**DATASET EXCERPTS:**

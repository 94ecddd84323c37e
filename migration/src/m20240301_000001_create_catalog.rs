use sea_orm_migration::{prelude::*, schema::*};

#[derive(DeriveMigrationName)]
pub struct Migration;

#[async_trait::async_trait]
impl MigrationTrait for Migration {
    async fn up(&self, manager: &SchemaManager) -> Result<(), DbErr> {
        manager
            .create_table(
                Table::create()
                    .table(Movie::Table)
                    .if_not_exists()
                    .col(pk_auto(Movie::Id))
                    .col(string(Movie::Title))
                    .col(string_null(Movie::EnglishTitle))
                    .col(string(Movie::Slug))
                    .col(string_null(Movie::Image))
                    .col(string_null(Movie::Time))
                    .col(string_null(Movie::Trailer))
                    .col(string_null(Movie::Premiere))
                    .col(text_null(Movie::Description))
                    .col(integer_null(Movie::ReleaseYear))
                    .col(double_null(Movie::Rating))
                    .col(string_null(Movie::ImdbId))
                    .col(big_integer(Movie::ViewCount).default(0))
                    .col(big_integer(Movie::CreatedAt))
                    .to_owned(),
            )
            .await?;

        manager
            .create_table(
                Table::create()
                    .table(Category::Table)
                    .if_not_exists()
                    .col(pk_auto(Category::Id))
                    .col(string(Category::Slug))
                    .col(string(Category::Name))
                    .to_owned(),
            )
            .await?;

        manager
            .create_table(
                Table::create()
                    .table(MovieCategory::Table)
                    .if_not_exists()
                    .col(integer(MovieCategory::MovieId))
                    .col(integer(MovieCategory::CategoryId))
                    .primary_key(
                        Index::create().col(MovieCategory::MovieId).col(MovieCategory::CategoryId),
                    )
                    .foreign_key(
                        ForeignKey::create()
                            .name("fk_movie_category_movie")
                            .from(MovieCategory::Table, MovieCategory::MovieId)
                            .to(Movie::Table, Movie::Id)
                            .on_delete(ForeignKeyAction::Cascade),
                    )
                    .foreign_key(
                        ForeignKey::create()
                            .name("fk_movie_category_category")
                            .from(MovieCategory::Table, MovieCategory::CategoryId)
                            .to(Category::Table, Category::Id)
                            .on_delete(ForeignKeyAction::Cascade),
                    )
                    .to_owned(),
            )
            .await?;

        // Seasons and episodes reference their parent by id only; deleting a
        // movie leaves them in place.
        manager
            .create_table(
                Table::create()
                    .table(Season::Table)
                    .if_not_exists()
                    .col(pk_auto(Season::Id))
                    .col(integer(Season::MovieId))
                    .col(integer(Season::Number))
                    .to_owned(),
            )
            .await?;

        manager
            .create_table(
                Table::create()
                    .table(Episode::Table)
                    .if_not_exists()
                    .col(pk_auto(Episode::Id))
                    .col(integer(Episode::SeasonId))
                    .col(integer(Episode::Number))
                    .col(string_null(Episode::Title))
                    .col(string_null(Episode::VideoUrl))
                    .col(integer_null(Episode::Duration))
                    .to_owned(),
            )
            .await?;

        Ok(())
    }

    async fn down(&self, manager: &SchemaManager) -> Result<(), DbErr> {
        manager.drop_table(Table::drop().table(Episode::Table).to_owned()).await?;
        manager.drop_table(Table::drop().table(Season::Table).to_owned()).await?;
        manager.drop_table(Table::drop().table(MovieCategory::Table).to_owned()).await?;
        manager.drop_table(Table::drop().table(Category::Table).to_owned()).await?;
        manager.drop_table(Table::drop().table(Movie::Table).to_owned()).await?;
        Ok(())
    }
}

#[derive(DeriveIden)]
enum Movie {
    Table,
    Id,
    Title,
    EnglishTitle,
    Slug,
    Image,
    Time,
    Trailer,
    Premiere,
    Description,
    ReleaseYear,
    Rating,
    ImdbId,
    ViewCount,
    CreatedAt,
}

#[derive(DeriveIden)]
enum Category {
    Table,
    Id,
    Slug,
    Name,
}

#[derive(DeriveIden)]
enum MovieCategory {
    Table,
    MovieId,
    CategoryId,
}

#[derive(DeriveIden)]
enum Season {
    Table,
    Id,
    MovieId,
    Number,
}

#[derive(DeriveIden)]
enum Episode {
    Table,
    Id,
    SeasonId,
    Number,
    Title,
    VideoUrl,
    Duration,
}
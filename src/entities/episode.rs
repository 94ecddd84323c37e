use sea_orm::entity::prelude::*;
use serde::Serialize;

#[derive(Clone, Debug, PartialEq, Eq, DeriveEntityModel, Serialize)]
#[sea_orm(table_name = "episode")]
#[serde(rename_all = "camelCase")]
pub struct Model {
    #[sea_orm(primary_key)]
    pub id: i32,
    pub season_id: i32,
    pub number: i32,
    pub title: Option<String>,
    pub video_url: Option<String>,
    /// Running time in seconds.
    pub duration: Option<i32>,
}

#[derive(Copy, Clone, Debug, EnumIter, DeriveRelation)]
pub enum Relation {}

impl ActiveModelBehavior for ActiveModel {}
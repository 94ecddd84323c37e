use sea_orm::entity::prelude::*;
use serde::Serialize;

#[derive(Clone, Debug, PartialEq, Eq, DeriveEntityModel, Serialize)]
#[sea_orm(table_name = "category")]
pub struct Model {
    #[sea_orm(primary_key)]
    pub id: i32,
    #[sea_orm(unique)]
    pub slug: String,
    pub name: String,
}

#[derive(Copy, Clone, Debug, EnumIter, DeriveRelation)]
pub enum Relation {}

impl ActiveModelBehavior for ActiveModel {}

**WHAT IS EXPECTED:**
Word for word, restate the lines from the one holding "time in seconds." to the last line of the records.

**RESULT FOR THIS TASK:**
    /// Running time in seconds.
    pub duration: Option<i32>,
}

#[derive(Copy, Clone, Debug, EnumIter, DeriveRelation)]
pub enum Relation {}

impl ActiveModelBehavior for ActiveModel {}
repository 94ecddd84323c37e
use sea_orm::entity::prelude::*;
use serde::Serialize;

#[derive(Clone, Debug, PartialEq, Eq, DeriveEntityModel, Serialize)]
#[sea_orm(table_name = "category")]
pub struct Model {
    #[sea_orm(primary_key)]
    pub id: i32,
    #[sea_orm(unique)]
    pub slug: String,
    pub name: String,
}

#[derive(Copy, Clone, Debug, EnumIter, DeriveRelation)]
pub enum Relation {}

impl ActiveModelBehavior for ActiveModel {}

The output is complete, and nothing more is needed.